Onfray considera que o regime agora em vigor na França é totalitário, na medida em que não permite nenhuma deriva dos princípios dogmáticos e a trajetória de Marine Le Pen ilustra a camisa de força a que todos os políticos precisam se submeter se querem ter alguma viabilidade eleitoral: se em sua primeira campanha presidencial, em 2012, Marine colocava-se firmemente contra a moeda única e o projeto federalista da União Europeia, a cada derrota ela foi diluindo sua mensagem radical para se tornar palatável aos autores do consenso e provavelmente sua terceira derrota a fará abandonar ainda mais sua ideias mais radicais sobre a soberania francesa, com a esperança de que um dia ela se torne plenamente aceitável e mainstream.
Onfray não votou nem no primeiro turno e nem no segundo turno e fez questão de dizer isso publicamente, expondo as razões da sua escolha, inclusive a quem é contra o abstencionismo e o voto em branco, como André Bercoff, citado na abertura deste artigo. Ao longo da campanha presidencial de 2022 Bercoff incitava seus ouvintes na Sud Radio a não deixar de votar, conclamando-os a escolher o menos pior, mas escolhendo de toda forma. Pois mesmo que as opções sejam entre a peste e a cólera, para o jornalista franco-libanês a não participação dos cidadãos no processo eleitoral só piora as coisas, porque facilita a manutenção do status quo, reforçando o poder dos empoderados, que sempre podem contar com o voto dos seus apoiadores mais extremados e assim conseguem se eleger com uma minoria de votos, por obterem a maioria dos votos válidos. Bercoff inclusive defende que a revitalização da democracia na França requer que o voto se torne obrigatório, pois do contrário o círculo vicioso não será quebrado: quanto mais abstencionismo houver, mais os líderes políticos se sentirão confortáveis por saberem poder contar com seu grupo de apoiadores para se eleger, e assim menos contas prestarão à população, que por sua vez ficará mais desencantada com os resultados da democracia e menos inclinada se mostrará a participar do processo eleitoral.

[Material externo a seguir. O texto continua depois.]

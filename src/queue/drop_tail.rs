//! DropTail（尾丢弃）作业缓冲区
//!
//! 缓冲区已满时直接丢弃新到达的作业；容量为 None 表示无界。
//! 每个元素是该作业的离开时间，队首即正在服务的作业。

use std::collections::VecDeque;

use crate::sim::SimTime;

#[derive(Debug, Default)]
pub struct DropTailBuffer {
    capacity: Option<usize>,
    q: VecDeque<SimTime>,
}

impl DropTailBuffer {
    pub fn new(capacity: Option<usize>) -> Self {
        Self {
            capacity,
            q: VecDeque::new(),
        }
    }

    pub fn unbounded() -> Self {
        Self::new(None)
    }

    /// 入队：成功返回 Ok；缓冲区满则返回 Err(departs_at)
    pub fn enqueue(&mut self, departs_at: SimTime) -> Result<(), SimTime> {
        if self.is_full() {
            return Err(departs_at);
        }
        self.q.push_back(departs_at);
        Ok(())
    }

    /// 出队：FIFO，返回队首作业的离开时间
    pub fn dequeue(&mut self) -> Option<SimTime> {
        self.q.pop_front()
    }

    pub fn is_full(&self) -> bool {
        self.capacity.is_some_and(|cap| self.q.len() >= cap)
    }

    pub fn len(&self) -> usize {
        self.q.len()
    }

    pub fn is_empty(&self) -> bool {
        self.q.is_empty()
    }

    pub fn capacity(&self) -> Option<usize> {
        self.capacity
    }
}
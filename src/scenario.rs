//! 仿真配置点
//!
//! 一个配置点（ρ/缓冲区大小，或节点数/坚持模式）加上 horizon 即为一次运行。

use crate::csma::{CollisionDomainModel, CsmaParams};
use crate::error::{Result, check_horizon};
use crate::metrics::RunResult;
use crate::queue::{QueueModel, QueueParams};
use crate::rv::Sampler;
use crate::sim::SimTime;

#[derive(Debug, Clone, PartialEq)]
pub enum Scenario {
    Queue(QueueParams),
    Csma(CsmaParams),
}

impl Scenario {
    pub fn validate(&self) -> Result<()> {
        match self {
            Scenario::Queue(p) => p.validate(),
            Scenario::Csma(p) => p.validate(),
        }
    }

    pub fn label(&self) -> String {
        match self {
            Scenario::Queue(p) => p.label(),
            Scenario::Csma(p) => p.label(),
        }
    }

    /// 在 horizon 内预计生成的事件数（队列：到达、离开与观测；CSMA：所有节点的发送时间）
    pub fn expected_events(&self, horizon: SimTime) -> f64 {
        let rate = match self {
            Scenario::Queue(p) => 2.0 * p.arrival_rate() + p.observation_rate(),
            Scenario::Csma(p) => p.node_count as f64 * p.arrival_rate,
        };
        rate * horizon.secs()
    }
}

impl From<QueueParams> for Scenario {
    fn from(p: QueueParams) -> Self {
        Scenario::Queue(p)
    }
}

impl From<CsmaParams> for Scenario {
    fn from(p: CsmaParams) -> Self {
        Scenario::Csma(p)
    }
}

/// 一次运行的完整配置
#[derive(Debug, Clone, PartialEq)]
pub struct RunConfig {
    pub scenario: Scenario,
    pub horizon: SimTime,
}

impl RunConfig {
    pub fn new(scenario: impl Into<Scenario>, horizon: SimTime) -> Self {
        Self {
            scenario: scenario.into(),
            horizon,
        }
    }

    pub fn validate(&self) -> Result<()> {
        check_horizon(self.horizon)?;
        self.scenario.validate()
    }

    /// 新建模型状态并运行到事件耗尽（或时钟耗尽）
    pub fn run(&self, sampler: &mut Sampler) -> Result<RunResult> {
        self.validate()?;
        match &self.scenario {
            Scenario::Queue(p) => QueueModel::simulate(p.clone(), self.horizon, sampler),
            Scenario::Csma(p) => CollisionDomainModel::simulate(p.clone(), self.horizon, sampler),
        }
    }
}
use std::collections::BTreeSet;
use std::str::FromStr;

use crate::error::{Error, Result};
use crate::packet::PacketRecord;

/// Keeps records whose source or destination port is in the set
#[derive(Debug, Clone, Default, PartialEq, Eq)]
pub struct PortFilter {
    ports: BTreeSet<u16>,
}

impl PortFilter {
    pub fn new(ports: impl IntoIterator<Item = u16>) -> Self {
        Self {
            ports: ports.into_iter().collect(),
        }
    }

    pub fn check_ports(&self, src_port: u16, dst_port: u16) -> bool {
        self.ports.contains(&src_port) || self.ports.contains(&dst_port)
    }

    pub fn matches(&self, record: &PacketRecord) -> bool {
        self.check_ports(record.src_port(), record.dst_port())
    }

    pub fn ports(&self) -> impl Iterator<Item = u16> + '_ {
        self.ports.iter().copied()
    }

    pub fn is_empty(&self) -> bool {
        self.ports.is_empty()
    }
}

impl FromIterator<u16> for PortFilter {
    fn from_iter<T: IntoIterator<Item = u16>>(iter: T) -> Self {
        Self::new(iter)
    }
}

/// Parses a comma-separated port list such as `"80, 443"`
impl FromStr for PortFilter {
    type Err = Error;

    fn from_str(s: &str) -> Result<Self> {
        s.split(',')
            .map(str::trim)
            .filter(|entry| !entry.is_empty())
            .map(|entry| {
                entry
                    .parse::<u16>()
                    .map_err(|e| Error::invalid(format!("invalid port number {:?}: {}", entry, e)))
            })
            .collect()
    }
}

#[cfg(test)]
mod tests {
    use super::*;

    fn record(src_port: u16, dst_port: u16) -> PacketRecord {
        PacketRecord::parse("10.0.0.1", "10.0.0.2", src_port, dst_port).unwrap()
    }

    #[test]
    fn test_empty_filter_matches_nothing() {
        let filter = PortFilter::default();
        assert!(filter.is_empty());
        assert!(!filter.matches(&record(80, 80)));
        assert!(!filter.check_ports(0, 65535));
    }

    #[test]
    fn test_matches_either_port() {
        let filter = PortFilter::new([80]);
        assert!(filter.matches(&record(12345, 80)));
        assert!(filter.matches(&record(80, 12345)));
        assert!(!filter.matches(&record(12345, 443)));
    }

    #[test]
    fn test_parse_port_list() {
        let filter: PortFilter = " 443,80 ,8080,".parse().unwrap();
        assert_eq!(filter.ports().collect::<Vec<_>>(), vec![80, 443, 8080]);

        let empty: PortFilter = "".parse().unwrap();
        assert!(empty.is_empty());
    }

    #[test]
    fn test_parse_rejects_bad_port() {
        assert!(matches!("80,http".parse::<PortFilter>(), Err(Error::InvalidArgument(_))));
        assert!(matches!("70000".parse::<PortFilter>(), Err(Error::InvalidArgument(_))));
    }
}
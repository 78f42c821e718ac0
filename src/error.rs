use std::path::PathBuf;
use thiserror::Error;

pub type Result<T> = std::result::Result<T, Error>;

#[derive(Error, Debug)]
pub enum Error {
    #[error("invalid argument: {0}")]
    InvalidArgument(String),

    #[error("capture {} is unavailable: {source}", .path.display())]
    ResourceUnavailable {
        path: PathBuf,
        #[source]
        source: pcap::Error,
    },

    #[error("failed to write capture {}: {source}", .path.display())]
    Write {
        path: PathBuf,
        #[source]
        source: pcap_file::PcapError,
    },

    #[error("estimation worker panicked")]
    WorkerPanicked,
}

impl Error {
    pub(crate) fn invalid(message: impl Into<String>) -> Self {
        Error::InvalidArgument(message.into())
    }
}
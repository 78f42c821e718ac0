//! Leibniz-series estimation of pi and TCP/IP record extraction from packet
//! captures.

pub mod decode;
pub mod error;
pub mod extract;
pub mod filter;
pub mod packet;
pub mod pcap_reader;
pub mod pcap_writer;
pub mod series;

pub use decode::{DecodedFrame, LinkLayer};
pub use error::{Error, Result};
pub use extract::{RecordExtractor, extract_filtered_records, extract_packet_records};
pub use filter::PortFilter;
pub use packet::{DecodedPacket, NetworkHeader, PacketRecord, StreamHeader};
pub use pcap_reader::{CaptureSummary, PcapSource};
pub use pcap_writer::SyntheticCapture;
pub use series::{ChunkedEstimator, Estimator, PI_TARGET, SequentialEstimator, estimate_series};
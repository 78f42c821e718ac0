use anyhow::{Context, Result};
use clap::{Parser, Subcommand, ValueEnum};
use std::net::Ipv4Addr;
use std::time::Instant;
use tracing::{info, warn};

use pi_pcap_bench::{
    ChunkedEstimator, Estimator, PI_TARGET, PcapSource, PortFilter, SequentialEstimator,
    SyntheticCapture, extract_filtered_records, extract_packet_records,
};

#[derive(Parser, Debug)]
#[command(name = "pi-pcap-bench")]
#[command(about = "Leibniz pi estimation and TCP/IP field extraction from PCAP files")]
#[command(version = "1.0.0")]
struct Args {
    /// Verbose logging (default: false)
    #[arg(short, long, global = true, default_value = "false")]
    verbose: bool,

    #[command(subcommand)]
    command: Commands,
}

#[derive(Subcommand, Debug)]
enum Commands {
    /// Estimate pi; more terms give a more precise estimate
    Pi {
        /// Number of series terms to sum
        #[arg(allow_negative_numbers = true)]
        terms: i64,

        /// Which estimator(s) to run
        #[arg(long, value_enum, default_value_t = Variant::All)]
        variant: Variant,

        /// Worker threads for the chunked estimator (default: CPU count)
        #[arg(short, long)]
        workers: Option<usize>,
    },
    /// Decode a PCAP file into per-packet TCP/IP records
    PcapInfo {
        /// Path to PCAP file
        file: String,

        /// Only keep records with a source or destination port in this list (comma-separated)
        #[arg(short, long)]
        ports: Option<PortFilter>,

        /// Also print a summary of the whole capture
        #[arg(short, long)]
        summary: bool,

        /// Print the first N records
        #[arg(long, default_value = "0")]
        show: usize,
    },
    /// Write a synthetic PCAP file mixing TCP, UDP and ARP frames
    Generate {
        /// Output PCAP file path
        output: String,

        /// Number of packets to write
        #[arg(short, long, default_value = "1000")]
        count: usize,

        /// Source IP address for generated packets
        #[arg(long, default_value = "192.168.1.1")]
        src_ip: Ipv4Addr,

        /// Destination IP address for generated packets
        #[arg(long, default_value = "192.168.1.100")]
        dest_ip: Ipv4Addr,
    },
}

#[derive(Clone, Copy, Debug, PartialEq, Eq, ValueEnum)]
enum Variant {
    Sequential,
    Chunked,
    All,
}

fn run_estimator(estimator: &dyn Estimator, terms: i64) -> Result<()> {
    info!("Running π estimation ({})", estimator.name());

    let start = Instant::now();
    let estimate = estimator
        .estimate(terms)
        .with_context(|| format!("{} estimation failed", estimator.name()))?;
    let elapsed = start.elapsed();

    info!("estimated: π={:.12}", estimate);
    info!("target:    π={:.12}", PI_TARGET);
    info!("error:     {:.3e}", (estimate - std::f64::consts::PI).abs());
    info!("Estimation took {:.2} seconds", elapsed.as_secs_f64());

    Ok(())
}

fn run_pi(terms: i64, variant: Variant, workers: Option<usize>) -> Result<()> {
    if matches!(variant, Variant::Sequential | Variant::All) {
        run_estimator(&SequentialEstimator, terms)?;
    }

    if matches!(variant, Variant::Chunked | Variant::All) {
        let estimator = match workers {
            Some(workers) => ChunkedEstimator::new(workers)?,
            None => ChunkedEstimator::default(),
        };
        info!("Chunked estimator using {} workers", estimator.workers());
        run_estimator(&estimator, terms)?;
    }

    Ok(())
}

fn run_pcap_info(file: &str, ports: Option<PortFilter>, summary: bool, show: usize) -> Result<()> {
    info!("Decoding packets from {}", file);

    let start = Instant::now();
    let mut source = PcapSource::open(file).context("Failed to open PCAP file")?;
    let records = match &ports {
        Some(filter) => {
            let list: Vec<u16> = filter.ports().collect();
            info!("Filtering on ports {:?}", list);
            extract_filtered_records(source.by_ref(), filter)
        }
        None => extract_packet_records(source.by_ref()),
    }
    .with_context(|| format!("Failed to decode packets from {}", file))?;
    let elapsed = start.elapsed();

    info!("Decoded packets: {}", records.len());
    info!("Pcap decoding took {:.2} seconds", elapsed.as_secs_f64());

    for record in records.iter().take(show) {
        info!("{}", record);
    }

    if summary {
        let analysis = source.summary();
        let ports: Vec<u16> = analysis.ports.iter().copied().collect();

        info!("PCAP analysis summary:");
        info!("  Total packets: {}", analysis.total_packets);
        info!("  IP packets: {}", analysis.network_packets);
        info!("  TCP/IP packets: {}", analysis.qualifying_packets);
        info!("  Duration: {:.3} seconds", analysis.duration_seconds);
        info!("  Detected {} unique ports: {:?}", ports.len(), ports);

        if analysis.qualifying_packets == 0 {
            warn!("No TCP/IP packets found in PCAP file");
            warn!("Check if your PCAP contains TCP traffic:");
            warn!("  tcpdump -r {} tcp -c 10", file);
        }
    }

    Ok(())
}

fn run_generate(output: &str, count: usize, src_ip: Ipv4Addr, dest_ip: Ipv4Addr) -> Result<()> {
    let mut capture = SyntheticCapture::new();

    for i in 0..count {
        let src_port = 40000 + (i % 1000) as u16;
        if i % 10 == 9 {
            capture.push_arp();
        } else if i % 5 == 4 {
            capture.push_udp(src_ip, dest_ip, src_port, 53, b"synthetic query");
        } else {
            let dest_port = if i % 2 == 0 { 80 } else { 443 };
            capture.push_tcp(src_ip, dest_ip, src_port, dest_port, b"synthetic payload");
        }
    }

    let written = capture
        .write_to(output)
        .with_context(|| format!("Failed to write {}", output))?;
    info!("Wrote {} packets to {}", written, output);

    Ok(())
}

fn main() -> Result<()> {
    let args = Args::parse();

    let log_level = if args.verbose { "debug" } else { "info" };
    tracing_subscriber::fmt().with_env_filter(log_level).init();

    match args.command {
        Commands::Pi {
            terms,
            variant,
            workers,
        } => run_pi(terms, variant, workers),
        Commands::PcapInfo {
            file,
            ports,
            summary,
            show,
        } => run_pcap_info(&file, ports, summary, show),
        Commands::Generate {
            output,
            count,
            src_ip,
            dest_ip,
        } => run_generate(&output, count, src_ip, dest_ip),
    }
}
use pnet::packet::Packet;
use pnet::packet::ethernet::{EtherType, EtherTypes, EthernetPacket};
use pnet::packet::ip::IpNextHeaderProtocols;
use pnet::packet::ipv4::Ipv4Packet;
use pnet::packet::ipv6::Ipv6Packet;
use pnet::packet::tcp::TcpPacket;
use pnet::packet::vlan::VlanPacket;
use std::net::IpAddr;

use crate::packet::{DecodedPacket, NetworkHeader, StreamHeader};

/// Data-link header type of a capture, from its DLT/LINKTYPE value
#[derive(Debug, Clone, Copy, PartialEq, Eq)]
pub enum LinkLayer {
    Ethernet,
    /// Raw IP, version taken from the first nibble
    RawIp,
    Ipv4,
    Ipv6,
    Unsupported(i32),
}

impl LinkLayer {
    pub fn from_dlt(dlt: i32) -> Self {
        match dlt {
            1 => LinkLayer::Ethernet,
            12 | 14 | 101 => LinkLayer::RawIp,
            228 => LinkLayer::Ipv4,
            229 => LinkLayer::Ipv6,
            other => LinkLayer::Unsupported(other),
        }
    }
}

type Layers = (Option<NetworkHeader>, Option<StreamHeader>);

const NO_LAYERS: Layers = (None, None);

/// 802.1Q plus one outer QinQ tag
const MAX_VLAN_TAGS: usize = 2;

/// One captured frame with whatever headers could be decoded from it
#[derive(Debug, Clone, PartialEq)]
pub struct DecodedFrame {
    pub timestamp: f64,
    pub captured_len: usize,
    network: Option<NetworkHeader>,
    stream: Option<StreamHeader>,
}

impl DecodedFrame {
    pub fn decode(link: LinkLayer, timestamp: f64, data: &[u8]) -> Self {
        let (network, stream) = match link {
            LinkLayer::Ethernet => decode_ethernet(data),
            LinkLayer::RawIp => decode_raw_ip(data),
            LinkLayer::Ipv4 => decode_ipv4(data),
            LinkLayer::Ipv6 => decode_ipv6(data),
            LinkLayer::Unsupported(_) => NO_LAYERS,
        };

        Self {
            timestamp,
            captured_len: data.len(),
            network,
            stream,
        }
    }
}

impl DecodedPacket for DecodedFrame {
    fn network_header(&self) -> Option<NetworkHeader> {
        self.network
    }

    fn stream_header(&self) -> Option<StreamHeader> {
        self.stream
    }
}

fn decode_ethernet(data: &[u8]) -> Layers {
    match EthernetPacket::new(data) {
        Some(ethernet) => decode_ethertype(ethernet.get_ethertype(), ethernet.payload()),
        None => NO_LAYERS,
    }
}

fn decode_ethertype(ethertype: EtherType, payload: &[u8]) -> Layers {
    let mut ethertype = ethertype;
    let mut payload = payload;
    let mut tags = 0;

    loop {
        match ethertype {
            EtherTypes::Ipv4 => return decode_ipv4(payload),
            EtherTypes::Ipv6 => return decode_ipv6(payload),
            EtherTypes::Vlan | EtherTypes::QinQ | EtherTypes::PBridge => {
                if tags == MAX_VLAN_TAGS {
                    return NO_LAYERS;
                }
                let vlan = match VlanPacket::new(payload) {
                    Some(vlan) => vlan,
                    None => return NO_LAYERS,
                };
                ethertype = vlan.get_ethertype();
                payload = &payload[VlanPacket::minimum_packet_size()..];
                tags += 1;
            }
            _ => return NO_LAYERS,
        }
    }
}

fn decode_raw_ip(data: &[u8]) -> Layers {
    match data.first().map(|byte| byte >> 4) {
        Some(4) => decode_ipv4(data),
        Some(6) => decode_ipv6(data),
        _ => NO_LAYERS,
    }
}

fn decode_ipv4(data: &[u8]) -> Layers {
    let ipv4 = match Ipv4Packet::new(data) {
        Some(ip) => ip,
        None => return NO_LAYERS,
    };
    if ipv4.get_version() != 4 || ipv4.get_header_length() < 5 {
        return NO_LAYERS;
    }

    let network = NetworkHeader {
        source: IpAddr::V4(ipv4.get_source()),
        destination: IpAddr::V4(ipv4.get_destination()),
    };

    // Only the first fragment carries the TCP header
    if ipv4.get_next_level_protocol() != IpNextHeaderProtocols::Tcp
        || ipv4.get_fragment_offset() != 0
    {
        return (Some(network), None);
    }

    (Some(network), decode_tcp(ipv4.payload()))
}

fn decode_ipv6(data: &[u8]) -> Layers {
    let ipv6 = match Ipv6Packet::new(data) {
        Some(ip) => ip,
        None => return NO_LAYERS,
    };
    if ipv6.get_version() != 6 {
        return NO_LAYERS;
    }

    let network = NetworkHeader {
        source: IpAddr::V6(ipv6.get_source()),
        destination: IpAddr::V6(ipv6.get_destination()),
    };

    if ipv6.get_next_header() != IpNextHeaderProtocols::Tcp {
        return (Some(network), None);
    }

    (Some(network), decode_tcp(ipv6.payload()))
}

fn decode_tcp(data: &[u8]) -> Option<StreamHeader> {
    TcpPacket::new(data).map(|tcp| StreamHeader {
        source_port: tcp.get_source(),
        destination_port: tcp.get_destination(),
    })
}

#[cfg(test)]
mod tests {
    use super::*;
    use std::net::{Ipv4Addr, Ipv6Addr};

    fn ipv4_header(protocol: u8, fragment: u16, payload_len: usize) -> Vec<u8> {
        let total = (20 + payload_len) as u16;
        let mut header = vec![0x45, 0x00];
        header.extend_from_slice(&total.to_be_bytes());
        header.extend_from_slice(&[0x00, 0x00]);
        header.extend_from_slice(&fragment.to_be_bytes());
        header.extend_from_slice(&[0x40, protocol, 0x00, 0x00]);
        header.extend_from_slice(&[192, 168, 1, 1]);
        header.extend_from_slice(&[192, 168, 1, 100]);
        header
    }

    fn tcp_header(src_port: u16, dst_port: u16) -> Vec<u8> {
        let mut header = Vec::new();
        header.extend_from_slice(&src_port.to_be_bytes());
        header.extend_from_slice(&dst_port.to_be_bytes());
        header.extend_from_slice(&[0; 8]);
        header.extend_from_slice(&[0x50, 0x18, 0xFF, 0xFF, 0, 0, 0, 0]);
        header
    }

    fn ethernet(ethertype: u16, payload: &[u8]) -> Vec<u8> {
        let mut frame = vec![
            0x00, 0x11, 0x22, 0x33, 0x44, 0x55, 0x00, 0xAA, 0xBB, 0xCC, 0xDD, 0xEE,
        ];
        frame.extend_from_slice(&ethertype.to_be_bytes());
        frame.extend_from_slice(payload);
        frame
    }

    fn ipv4_tcp(src_port: u16, dst_port: u16) -> Vec<u8> {
        let tcp = tcp_header(src_port, dst_port);
        [ipv4_header(6, 0x4000, tcp.len()), tcp].concat()
    }

    #[test]
    fn test_ethernet_ipv4_tcp() {
        let data = ethernet(0x0800, &ipv4_tcp(12345, 80));
        let frame = DecodedFrame::decode(LinkLayer::Ethernet, 1.5, &data);

        let network = frame.network_header().unwrap();
        assert_eq!(network.source, IpAddr::V4(Ipv4Addr::new(192, 168, 1, 1)));
        assert_eq!(network.destination, IpAddr::V4(Ipv4Addr::new(192, 168, 1, 100)));
        assert_eq!(
            frame.stream_header(),
            Some(StreamHeader {
                source_port: 12345,
                destination_port: 80
            })
        );
        assert_eq!(frame.timestamp, 1.5);
        assert_eq!(frame.captured_len, 14 + 40);
    }

    #[test]
    fn test_vlan_tagged_frame() {
        let mut tagged = vec![0x00, 0x64, 0x08, 0x00];
        tagged.extend_from_slice(&ipv4_tcp(5000, 443));
        let frame = DecodedFrame::decode(LinkLayer::Ethernet, 0.0, &ethernet(0x8100, &tagged));

        assert!(frame.network_header().is_some());
        assert_eq!(frame.stream_header().map(|s| s.destination_port), Some(443));
    }

    #[test]
    fn test_double_tagged_frame() {
        let mut tagged = vec![0x00, 0x0A, 0x81, 0x00, 0x00, 0x64, 0x08, 0x00];
        tagged.extend_from_slice(&ipv4_tcp(5000, 443));
        let frame = DecodedFrame::decode(LinkLayer::Ethernet, 0.0, &ethernet(0x88A8, &tagged));

        assert_eq!(frame.stream_header().map(|s| s.destination_port), Some(443));
    }

    #[test]
    fn test_too_many_vlan_tags() {
        let mut tagged = [0x00, 0x64, 0x81, 0x00].repeat(60_000);
        tagged.extend_from_slice(&[0x00, 0x64, 0x08, 0x00]);
        tagged.extend_from_slice(&ipv4_tcp(5000, 443));
        let frame = DecodedFrame::decode(LinkLayer::Ethernet, 0.0, &ethernet(0x8100, &tagged));

        assert!(frame.network_header().is_none());
        assert!(frame.stream_header().is_none());

        let three_tags = [[0x00, 0x64, 0x81, 0x00].repeat(2), tagged[240_000..].to_vec()].concat();
        let frame = DecodedFrame::decode(LinkLayer::Ethernet, 0.0, &ethernet(0x8100, &three_tags));
        assert!(frame.network_header().is_none());
    }

    #[test]
    fn test_udp_has_network_only() {
        let udp = [0x30, 0x39, 0x00, 0x35, 0x00, 0x08, 0x00, 0x00];
        let packet = [ipv4_header(17, 0, udp.len()), udp.to_vec()].concat();
        let frame = DecodedFrame::decode(LinkLayer::Ethernet, 0.0, &ethernet(0x0800, &packet));

        assert!(frame.network_header().is_some());
        assert!(frame.stream_header().is_none());
    }

    #[test]
    fn test_arp_has_no_headers() {
        let frame = DecodedFrame::decode(LinkLayer::Ethernet, 0.0, &ethernet(0x0806, &[0; 28]));
        assert!(frame.network_header().is_none());
        assert!(frame.stream_header().is_none());
    }

    #[test]
    fn test_truncated_tcp() {
        let packet = [ipv4_header(6, 0, 20), vec![0x30, 0x39, 0x00]].concat();
        let frame = DecodedFrame::decode(LinkLayer::Ethernet, 0.0, &ethernet(0x0800, &packet));

        assert!(frame.network_header().is_some());
        assert!(frame.stream_header().is_none());
    }

    #[test]
    fn test_truncated_ethernet() {
        let frame = DecodedFrame::decode(LinkLayer::Ethernet, 0.0, &[0x00, 0x11, 0x22]);
        assert!(frame.network_header().is_none());
    }

    #[test]
    fn test_non_initial_fragment() {
        let tcp = tcp_header(1, 2);
        let packet = [ipv4_header(6, 0x0010, tcp.len()), tcp].concat();
        let frame = DecodedFrame::decode(LinkLayer::RawIp, 0.0, &packet);

        assert!(frame.network_header().is_some());
        assert!(frame.stream_header().is_none());
    }

    #[test]
    fn test_raw_ipv6_tcp() {
        let tcp = tcp_header(40000, 22);
        let mut packet = vec![0x60, 0, 0, 0];
        packet.extend_from_slice(&(tcp.len() as u16).to_be_bytes());
        packet.extend_from_slice(&[6, 64]);
        packet.extend_from_slice(&Ipv6Addr::LOCALHOST.octets());
        packet.extend_from_slice(&Ipv6Addr::new(0xfe80, 0, 0, 0, 0, 0, 0, 1).octets());
        packet.extend_from_slice(&tcp);

        let frame = DecodedFrame::decode(LinkLayer::RawIp, 0.0, &packet);
        assert_eq!(
            frame.network_header().map(|n| n.source),
            Some(IpAddr::V6(Ipv6Addr::LOCALHOST))
        );
        assert_eq!(frame.stream_header().map(|s| s.destination_port), Some(22));
    }

    #[test]
    fn test_link_layer_mapping() {
        assert_eq!(LinkLayer::from_dlt(1), LinkLayer::Ethernet);
        assert_eq!(LinkLayer::from_dlt(101), LinkLayer::RawIp);
        assert_eq!(LinkLayer::from_dlt(229), LinkLayer::Ipv6);
        assert_eq!(LinkLayer::from_dlt(113), LinkLayer::Unsupported(113));

        let frame = DecodedFrame::decode(LinkLayer::Unsupported(113), 0.0, &ipv4_tcp(1, 2));
        assert!(frame.network_header().is_none());
    }
}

Prezados leitores, desde 2002 quando Jean-Marie Le Pen, o pai de Marine Le Pen, disputou o segundo turno contra Jacques Chirac, os eleitores franceses vêm sendo submetidos à polarização, isto é, à escolha entre a peste a cólera, e a classe política está cada vez mais desacreditada, como mostram os protestos que se seguiram à reeleição de Macron em várias cidades do país. Será que nós no Brasil seguiremos o mesmo destino, e estaremos fadados a escolher por anos a fio entre extremos que de tão distantes acabam se juntando e se tornando iguais na qualidade do que oferecem ao povo? Será que estaremos submetidos eternamente ao consenso de Washington, conforme tenho humildemente explicado neste espaço a política de austeridade monetária e fiscal que é a única política aceita, da mesma forma que o consenso de Maastricht é a unanimidade na Europa? Ai de nós, eleitores empesteados ou encolerizados!